# YOUR TASK:
Check every line below for the word "MouseButton" and copy the ones that have it.

━━━━━━

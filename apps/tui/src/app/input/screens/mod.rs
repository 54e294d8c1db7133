use crate::app::state::{App, AppScreen};
use crate::ui::layout::map_canvas;
use crossterm::event::{KeyCode, MouseButton, MouseEvent, MouseEventKind};
use ratatui::layout::Rect;

mod expert;
mod help;
mod home;
mod model_selection;
mod roads;

pub async fn dispatch_input(app: &mut App, key: KeyCode) {
    if app.alert.is_some() {
        if matches!(key, KeyCode::Enter | KeyCode::Esc | KeyCode::Char(' ')) {
            app.alert = None;
        }
        return;
    }

    if help::handle_help_toggle(app, key) {
        return;
    }

    if !is_typing(app) {
        match key {
            KeyCode::Char('q') => {
                app.running = false;
                return;
            }
            KeyCode::Char('t') => {
                app.toggle_theme().await;
                return;
            }
            _ => {}
        }
    }

    match app.screen {
        AppScreen::Home => home::handle_home_input(app, key).await,
        AppScreen::ModelSelection => model_selection::handle_model_selection_input(app, key).await,
        AppScreen::Expert => expert::handle_expert_input(app, key),
        AppScreen::Roads => roads::handle_roads_input(app, key),
    }
}

/// Text entry swallows the global single-letter shortcuts.
fn is_typing(app: &App) -> bool {
    match app.screen {
        AppScreen::Expert => app
            .expert
            .as_ref()
            .is_some_and(|d| d.focus == crate::app::expert::ExpertFocus::Date),
        AppScreen::Roads => app.roads.as_ref().is_some_and(|d| d.filtering),
        AppScreen::Home | AppScreen::ModelSelection => false,
    }
}

pub fn dispatch_mouse(app: &mut App, mouse: MouseEvent, area: Rect) {
    if app.alert.is_some() || app.show_help {
        return;
    }
    if mouse.kind != MouseEventKind::Down(MouseButton::Left) {
        return;
    }

    let canvas = map_canvas(area);
    match app.screen {
        AppScreen::Expert => {
            if let Some(dashboard) = app.expert.as_mut() {
                if let Some(point) = dashboard.map_view.point_at(canvas, mouse.column, mouse.row) {
                    dashboard.map_view.cursor = point;
                    dashboard.click_map(point);
                }
            }
        }
        AppScreen::Roads => {
            if let Some(dashboard) = app.roads.as_mut() {
                if let Some(point) = dashboard.map_view.point_at(canvas, mouse.column, mouse.row) {
                    dashboard.map_view.cursor = point;
                    dashboard.select_nearest(point);
                }
            }
        }
        AppScreen::Home | AppScreen::ModelSelection => {}
    }
}

#[cfg(test)]
mod tests {
    use super::*;
    use crate::variant::Variant;
    use crossterm::event::KeyModifiers;

    fn left_click(column: u16, row: u16) -> MouseEvent {
        MouseEvent {
            kind: MouseEventKind::Down(MouseButton::Left),
            column,
            row,
            modifiers: KeyModifiers::NONE,
        }
    }

    #[tokio::test]
    async fn test_alert_blocks_other_keys_until_dismissed() {
        let mut app = App::new();
        app.alert = Some("Please select a location on the map first!".to_string());

        dispatch_input(&mut app, KeyCode::Char('q')).await;
        assert!(app.running);

        dispatch_input(&mut app, KeyCode::Enter).await;
        assert!(app.alert.is_none());

        dispatch_input(&mut app, KeyCode::Char('q')).await;
        assert!(!app.running);
    }

    #[tokio::test]
    async fn test_click_inside_the_map_places_the_marker() {
        let mut app = App::new();
        app.choose_model(Variant::Xgboost)
            .await
            .unwrap_or_else(|e| panic!("{e}"));
        let area = Rect::new(0, 0, 120, 40);
        let canvas = map_canvas(area);

        dispatch_mouse(&mut app, left_click(canvas.x + 3, canvas.y + 2), area);
        dispatch_mouse(&mut app, left_click(canvas.x + 10, canvas.y + 5), area);

        let dashboard = app.expert.as_ref().unwrap_or_else(|| panic!("no dashboard"));
        assert_eq!(dashboard.surface.markers().len(), 1);
        assert_eq!(
            dashboard.selection.coordinates(),
            Some(dashboard.surface.markers()[0].position)
        );
    }

    #[tokio::test]
    async fn test_click_outside_the_map_is_ignored() {
        let mut app = App::new();
        app.choose_model(Variant::Kmeans)
            .await
            .unwrap_or_else(|e| panic!("{e}"));

        dispatch_mouse(&mut app, left_click(0, 0), Rect::new(0, 0, 120, 40));

        let dashboard = app.expert.as_ref().unwrap_or_else(|| panic!("no dashboard"));
        assert!(dashboard.selection.coordinates().is_none());
    }

    #[tokio::test]
    async fn test_typing_a_date_does_not_quit() {
        let mut app = App::new();
        app.choose_model(Variant::Lstm)
            .await
            .unwrap_or_else(|e| panic!("{e}"));
        if let Some(d) = app.expert.as_mut() {
            d.focus = crate::app::expert::ExpertFocus::Date;
        }

        dispatch_input(&mut app, KeyCode::Char('q')).await;
        dispatch_input(&mut app, KeyCode::Char('t')).await;

        assert!(app.running);
        assert_eq!(app.theme, crate::domain::Theme::Dark);
    }
}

━━━━━━

# RESPONSE:
use crossterm::event::{KeyCode, MouseButton, MouseEvent, MouseEventKind};
    if mouse.kind != MouseEventKind::Down(MouseButton::Left) {
            kind: MouseEventKind::Down(MouseButton::Left),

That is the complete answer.